Już w tym roku stanie na Odrze most Sobieskiego, a tramwaje pobiegną ul. Wielką
W preliminarzu budżetowym Miejskiej Rady Narodowej na rok 1953 poważną pozycję zajmuje budowa i odbudowa mostów i wiaduktów w naszym mieście.
W związku z tym już w bieżącym roku rozpocznie się rekonstrukcja mostu Sobieskiego na Odrze. Wbrew poprzednim planom most ten nie pójdzie górą (ponad Starym Miastem) do ul. Wielkiej. Odbudowany zostanie przy wykorzystaniu istniejących przęseł. Środkowa jego część – całkowicie nowa – będzie zwodzona. Umożliwi to ruch statków i barek w korycie Odry biegnącym wzdłuż ul. Krzysztofa Kolumba.
Odbudowa mostu zakończy się w przyszłym roku. W ten sposób ul. Wielka stanie się główną arterią wylotową miasta. Prowizoryczny most przy Dworcu Głównym będzie rozebrany, a tramwaje 2 i 8 pobiegną ul. Wielką i nowym mostem. Skróci to znacznie czas przejazdu do portu i z powrotem. (…)
„Kurier Szczeciński” z dnia 10 stycznia 1953 r.
Kto wreszcie rozbierze teatr-widmo?
Nie po raz pierwszy poruszamy sprawę rozbiórki na wpół rozwalonego b. teatru przy placu Żołnierza Polskiego.

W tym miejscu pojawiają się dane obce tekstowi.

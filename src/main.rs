use std::env;
use std::io::{self, BufRead, Write};

use agecalc::config::{Command, Config, print_help};
use agecalc::render::{JsonReport, render_snapshot};
use agecalc::Snapshot;
use anyhow::{Context, Result};
use chrono::NaiveDate;
use tracing::{Level, info};

fn main() -> Result<()> {
    let args: Vec<String> = env::args().collect();
    let binary_name = args.first().cloned().unwrap_or_else(|| "agecalc".to_string());

    let config = match Config::from_args(args.into_iter().skip(1))? {
        Command::Help => {
            print_help(&binary_name);
            return Ok(());
        }
        Command::Run(config) => config,
    };

    // Initialize logging
    tracing_subscriber::fmt()
        .with_max_level(if config.verbose { Level::DEBUG } else { Level::WARN })
        .with_writer(io::stderr)
        .init();

    let today = config.today();
    info!(%today, policy = ?config.policy, "starting");

    let mut out = io::stdout().lock();

    // Arguments are successive field contents; only the final state is shown.
    if !config.inputs.is_empty() {
        let snapshot = config
            .inputs
            .iter()
            .fold(Snapshot::new(), |snap, raw| snap.apply(raw, today, config.policy));
        return emit(&mut out, &snapshot, today, config.json);
    }

    let mut snapshot = Snapshot::new().focus();
    if !config.json {
        emit(&mut out, &snapshot, today, false)?;
    }
    for line in io::stdin().lock().lines() {
        let line = line.context("Failed to read input from stdin")?;
        snapshot = snapshot.apply(&line, today, config.policy);
        emit(&mut out, &snapshot, today, config.json)?;
    }

    Ok(())
}

fn emit(out: &mut impl Write, snapshot: &Snapshot, today: NaiveDate, json: bool) -> Result<()> {
    if json {
        serde_json::to_writer(&mut *out, &JsonReport::new(snapshot, today))
            .context("Failed to serialize report")?;
        writeln!(out)?;
    } else {
        writeln!(out, "{}\n", render_snapshot(snapshot, today))?;
    }
    out.flush().context("Failed to write to stdout")
}
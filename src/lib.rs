//! Date-of-birth field logic: `DD/MM/YYYY` input masking, validation and a
//! years/months/days age breakdown.

pub mod age;
pub mod calculator;
pub mod config;
pub mod mask;
pub mod render;
pub mod session;

pub use age::AgeBreakdown;
pub use calculator::{AgeError, CalendarPolicy, calculate_age};
pub use mask::{MaskedDate, format_input};
pub use session::{Outcome, Snapshot};
//! Turns a fully typed `DD/MM/YYYY` string into an [`AgeBreakdown`].
//!
//! "Today" is always passed in by the caller; nothing in here reads the clock.

use std::str::FromStr;

use chrono::{Datelike, Days, Months, NaiveDate};
use serde::Serialize;
use thiserror::Error;

use crate::age::AgeBreakdown;

/// Earliest accepted birth year (inclusive).
pub const MIN_YEAR: i32 = 1900;

/// Why a complete date string produced no age. Every variant is recoverable
/// by editing the input.
#[derive(Debug, Clone, Copy, PartialEq, Eq, Error, Serialize)]
#[serde(rename_all = "snake_case")]
pub enum AgeError {
    #[error("Please enter a valid date.")]
    MalformedInput,
    #[error("That date hasn't arrived yet.")]
    FutureDate,
    #[error("Please enter a valid date.")]
    OutOfRange,
}

/// How day/month values that do not exist on the calendar are treated.
#[derive(Debug, Clone, Copy, Default, PartialEq, Eq)]
pub enum CalendarPolicy {
    /// `31/04/2000` is rejected as malformed.
    #[default]
    Strict,
    /// Overflow rolls forward and zero rolls back: `31/04/2000` is
    /// 1 May 2000, `00/01/2000` is 31 December 1999.
    Lenient,
}

/// Splits and parses `DD/MM/YYYY` into a calendar date.
pub fn parse_birth_date(input: &str, policy: CalendarPolicy) -> Result<NaiveDate, AgeError> {
    let parts: Vec<&str> = input.split('/').collect();
    let [day, month, year] = parts.as_slice() else {
        return Err(AgeError::MalformedInput);
    };

    let day: u32 = parse_part(day)?;
    let month: u32 = parse_part(month)?;
    let year: i32 = parse_part(year)?;

    let date = match policy {
        CalendarPolicy::Strict => NaiveDate::from_ymd_opt(year, month, day),
        CalendarPolicy::Lenient => roll_over(year, month, day),
    };
    date.ok_or(AgeError::MalformedInput)
}

fn parse_part<T: FromStr>(part: &str) -> Result<T, AgeError> {
    // `str::parse` would also take a leading '+'
    if part.is_empty() || !part.bytes().all(|b| b.is_ascii_digit()) {
        return Err(AgeError::MalformedInput);
    }
    part.parse().map_err(|_| AgeError::MalformedInput)
}

fn roll_over(year: i32, month: u32, day: u32) -> Option<NaiveDate> {
    let new_year = NaiveDate::from_ymd_opt(year, 1, 1)?;
    let first_of_month = match month {
        0 => new_year.checked_sub_months(Months::new(1))?,
        m => new_year.checked_add_months(Months::new(m - 1))?,
    };
    match day {
        0 => first_of_month.checked_sub_days(Days::new(1)),
        d => first_of_month.checked_add_days(Days::new(u64::from(d - 1))),
    }
}

/// Validates the birth date against `today` and computes the elapsed time.
pub fn calculate_age(
    input: &str,
    today: NaiveDate,
    policy: CalendarPolicy,
) -> Result<AgeBreakdown, AgeError> {
    let birth = parse_birth_date(input, policy)?;

    if birth > today {
        return Err(AgeError::FutureDate);
    }
    if birth.year() < MIN_YEAR || birth.year() > today.year() {
        return Err(AgeError::OutOfRange);
    }

    AgeBreakdown::between(birth, today).ok_or(AgeError::FutureDate)
}
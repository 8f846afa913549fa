//! One upload, one variant: resolve → coerce → filter → KPIs → views.

use log::{info, warn};
use serde::Serialize;

use crate::{
    aggregate::{ViewResult, ViewStatus, compute_views},
    canonical::CanonicalTable,
    error::{SchemaError, Warning},
    filter::{FilterCriteria, FilteredTable, apply_filter},
    ingest::RawTable,
    kpi::KpiPanel,
    resolver::{ResolvedSchema, resolve_columns},
    variant::VariantProfile,
};

/// A resolved and coerced upload, ready to be filtered any number of times.
#[derive(Debug, Clone)]
pub struct Dashboard {
    profile: VariantProfile,
    source: String,
    schema: ResolvedSchema,
    table: CanonicalTable,
}

impl Dashboard {
    pub fn new(raw: &RawTable, profile: VariantProfile) -> Self {
        let schema = resolve_columns(raw.headers(), &profile.aliases);
        info!(
            "Resolved {} of {} header(s) for variant '{}'",
            schema.len(),
            raw.headers().len(),
            profile.name
        );
        let table = CanonicalTable::build(raw, &schema, &profile.policy);
        Self {
            profile,
            source: raw.source().to_string(),
            schema,
            table,
        }
    }

    pub fn profile(&self) -> &VariantProfile {
        &self.profile
    }

    pub fn source(&self) -> &str {
        &self.source
    }

    pub fn schema(&self) -> &ResolvedSchema {
        &self.schema
    }

    pub fn table(&self) -> &CanonicalTable {
        &self.table
    }

    /// Required roles the upload lacks, with the views they take down.
    pub fn schema_error(&self) -> Option<SchemaError> {
        let err = self.schema.require(&self.profile.required).err()?;
        let available = self.table.fields();
        let disabled = self
            .profile
            .views
            .iter()
            .filter(|view| {
                view.missing_fields(available)
                    .iter()
                    .any(|field| err.is_missing(*field))
            })
            .map(|view| view.name.clone())
            .collect();
        Some(err.with_disabled_views(disabled))
    }

    pub fn filter(&self, criteria: &FilterCriteria) -> FilteredTable<'_> {
        apply_filter(&self.table, criteria)
    }

    /// `top` replaces the limit of every view that declares one.
    pub fn report(&self, criteria: &FilterCriteria, top: Option<usize>) -> DashboardReport {
        let schema_error = self.schema_error();
        if let Some(err) = &schema_error {
            warn!("{err}");
        }

        let filtered = self.filter(criteria);
        let mut warnings = self.table.report().warnings();
        warnings.extend(filtered.warnings().iter().cloned());

        let specs = self
            .profile
            .views
            .iter()
            .cloned()
            .map(|mut spec| {
                if spec.limit.is_some()
                    && let Some(top) = top.filter(|n| *n > 0)
                {
                    spec.limit = Some(top);
                }
                spec
            })
            .collect::<Vec<_>>();
        let views = compute_views(&specs, &filtered);
        let disabled = views
            .iter()
            .filter(|view| matches!(view.status, ViewStatus::Disabled { .. }))
            .count();
        info!(
            "Computed {} view(s) over {} of {} row(s) ({} disabled)",
            views.len(),
            filtered.len(),
            self.table.row_count(),
            disabled
        );

        DashboardReport {
            variant: self.profile.name.clone(),
            title: self.profile.display_title().to_string(),
            source: self.source.clone(),
            schema: self.schema.clone(),
            schema_error,
            warnings,
            kpis: KpiPanel::compute(self.table.row_count(), &filtered),
            views,
        }
    }
}

#[derive(Debug, Clone, Serialize)]
pub struct DashboardReport {
    pub variant: String,
    pub title: String,
    pub source: String,
    pub schema: ResolvedSchema,
    pub schema_error: Option<SchemaError>,
    pub warnings: Vec<Warning>,
    pub kpis: KpiPanel,
    pub views: Vec<ViewResult>,
}

impl DashboardReport {
    pub fn view(&self, name: &str) -> Option<&ViewResult> {
        self.views.iter().find(|view| view.name == name)
    }

    pub fn has_warning(&self, warning: &Warning) -> bool {
        self.warnings.contains(warning)
    }
}

pub fn build_report(
    raw: &RawTable,
    profile: &VariantProfile,
    criteria: &FilterCriteria,
) -> DashboardReport {
    Dashboard::new(raw, profile.clone()).report(criteria, None)
}
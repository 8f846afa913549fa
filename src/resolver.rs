//! Column resolution: maps raw headers onto canonical fields.
//!
//! Matching runs in two passes over the [`AliasTable`]. The exact pass compares
//! normalized keys for every field; the substring pass then gives still-unresolved
//! fields a chance to claim a header whose key contains one of their aliases.
//! Each header can be claimed once, so no two fields ever share a column.

use std::collections::BTreeMap;

use log::debug;
use serde::Serialize;

use crate::{
    alias::{AliasEntry, AliasTable, CanonicalField},
    data::normalize_key,
    error::SchemaError,
};

#[derive(Debug, Clone, Copy, PartialEq, Eq, Serialize)]
#[serde(rename_all = "snake_case")]
pub enum MatchKind {
    Exact,
    Substring,
}

#[derive(Debug, Clone, PartialEq, Eq, Serialize)]
pub struct ResolvedColumn {
    pub field: CanonicalField,
    /// Header text as it appeared in the upload.
    pub header: String,
    /// Zero-based column position in the upload.
    pub index: usize,
    /// Alias that produced the match.
    pub alias: String,
    pub kind: MatchKind,
}

#[derive(Debug, Clone, Default, PartialEq, Eq, Serialize)]
#[serde(transparent)]
pub struct ResolvedSchema {
    columns: BTreeMap<CanonicalField, ResolvedColumn>,
}

impl ResolvedSchema {
    pub fn get(&self, field: CanonicalField) -> Option<&ResolvedColumn> {
        self.columns.get(&field)
    }

    pub fn contains(&self, field: CanonicalField) -> bool {
        self.columns.contains_key(&field)
    }

    pub fn header(&self, field: CanonicalField) -> Option<&str> {
        self.get(field).map(|column| column.header.as_str())
    }

    /// Resolved fields in canonical order.
    pub fn fields(&self) -> impl Iterator<Item = CanonicalField> + '_ {
        self.columns.keys().copied()
    }

    pub fn columns(&self) -> impl Iterator<Item = &ResolvedColumn> {
        self.columns.values()
    }

    pub fn len(&self) -> usize {
        self.columns.len()
    }

    pub fn is_empty(&self) -> bool {
        self.columns.is_empty()
    }

    pub fn missing(&self, fields: &[CanonicalField]) -> Vec<CanonicalField> {
        fields
            .iter()
            .copied()
            .filter(|field| !self.contains(*field))
            .collect()
    }

    pub fn require(&self, fields: &[CanonicalField]) -> Result<(), SchemaError> {
        let missing = self.missing(fields);
        if missing.is_empty() {
            Ok(())
        } else {
            Err(SchemaError::new(missing))
        }
    }
}

pub fn resolve_columns(headers: &[String], aliases: &AliasTable) -> ResolvedSchema {
    let normalized = headers
        .iter()
        .map(|header| normalize_key(header))
        .collect::<Vec<_>>();
    let mut claimed = vec![false; headers.len()];
    let mut columns = BTreeMap::new();

    for kind in [MatchKind::Exact, MatchKind::Substring] {
        for entry in aliases.entries() {
            if columns.contains_key(&entry.field) {
                continue;
            }
            if let Some((index, alias)) = find_match(entry, &normalized, &claimed, kind) {
                claimed[index] = true;
                debug!(
                    "Resolved '{}' -> {} via {:?} match on alias '{}'",
                    headers[index], entry.field, kind, alias
                );
                columns.insert(
                    entry.field,
                    ResolvedColumn {
                        field: entry.field,
                        header: headers[index].clone(),
                        index,
                        alias: alias.to_string(),
                        kind,
                    },
                );
            }
        }
    }

    ResolvedSchema { columns }
}

fn find_match<'a>(
    entry: &'a AliasEntry,
    normalized: &[String],
    claimed: &[bool],
    kind: MatchKind,
) -> Option<(usize, &'a str)> {
    for alias in &entry.candidates {
        let key = normalize_key(alias);
        if key.is_empty() {
            continue;
        }
        let hit = normalized.iter().zip(claimed).position(|(header, taken)| {
            !taken
                && !header.is_empty()
                && match kind {
                    MatchKind::Exact => *header == key,
                    MatchKind::Substring => header.contains(&key),
                }
        });
        if let Some(index) = hit {
            return Some((index, alias.as_str()));
        }
    }
    None
}

#[cfg(test)]
mod tests {
    use super::*;

    fn headers(values: &[&str]) -> Vec<String> {
        values.iter().map(|v| v.to_string()).collect()
    }

    #[test]
    fn exact_match_beats_substring_in_candidate_order() {
        let schema = resolve_columns(
            &headers(&["Sales Area", "Area", "Tanggal"]),
            &AliasTable::standard(),
        );
        let area = schema.get(CanonicalField::Area).unwrap();
        assert_eq!(area.header, "Area");
        assert_eq!(area.index, 1);
        assert_eq!(area.kind, MatchKind::Exact);
        assert_eq!(schema.header(CanonicalField::Date), Some("Tanggal"));
    }

    #[test]
    fn substring_match_is_a_fallback() {
        let schema = resolve_columns(
            &headers(&["Delivery Qty (m3)", "Plant Name"]),
            &AliasTable::standard(),
        );
        let qty = schema.get(CanonicalField::Quantity).unwrap();
        assert_eq!(qty.kind, MatchKind::Substring);
        assert_eq!(qty.alias, "qty");
        assert_eq!(schema.header(CanonicalField::Plant), Some("Plant Name"));
    }

    #[test]
    fn claimed_headers_are_not_reused() {
        // "Actual Supply" is reachable through three actual_supply aliases.
        let schema = resolve_columns(
            &headers(&["Sales", "Actual Supply"]),
            &AliasTable::standard(),
        );
        let mut seen = std::collections::HashSet::new();
        for column in schema.columns() {
            assert!(seen.insert(column.index), "column {} claimed twice", column.index);
        }
        assert_eq!(schema.header(CanonicalField::Salesman), Some("Sales"));
        assert_eq!(schema.header(CanonicalField::ActualSupply), Some("Actual Supply"));
    }

    #[test]
    fn exact_pass_runs_before_any_substring_pass() {
        // Quantity lists "volume", which is a substring of "Target Volume"; the
        // exact pass hands that header to target first.
        let schema = resolve_columns(
            &headers(&["Target Volume", "Date"]),
            &AliasTable::standard(),
        );
        assert_eq!(schema.header(CanonicalField::Target), Some("Target Volume"));
        assert!(!schema.contains(CanonicalField::Quantity));
    }

    #[test]
    fn blank_headers_never_match() {
        let schema = resolve_columns(&headers(&["", "  ", "--"]), &AliasTable::standard());
        assert!(schema.is_empty());
    }

    #[test]
    fn empty_header_list_yields_empty_schema() {
        let schema = resolve_columns(&[], &AliasTable::standard());
        assert!(schema.is_empty());
        let err = schema.require(&[CanonicalField::Date]).unwrap_err();
        assert_eq!(err.missing, vec![CanonicalField::Date]);
    }
}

Zarówno względy bezpieczeństwa publicznego, jak również kwestia konieczności otwarcia panoramy na port i zamek naglą do jak najszybszego zlikwidowania pozostałości murów teatru – zawalidrogi.
O ile nam wiadomo budynek ten zgodnie z projektem zabudowy miasta nigdy nie będzie mógł być pozostawiony i odbudowany na swoim miejscu, a cegła narażona na wpływy atmosferyczne z roku na rok traci na swej wartości – podczas gdy warszawskie MDM czy Szczecińska Dzielnica Mieszkaniowa będą potrzebowały jej pilnie.
Jesteśmy przekonani, że miarodajne czynniki przekonają się o konieczności natychmiastowej rozbiórki teatru – podobnie jak to miało miejsce w swoim czasie z b. Urzędem Zatrudnienia, stojącym w poprzek arterii nadodrzańskiej.
„Kurier Szczeciński” z dnia 28 stycznia 1953 r.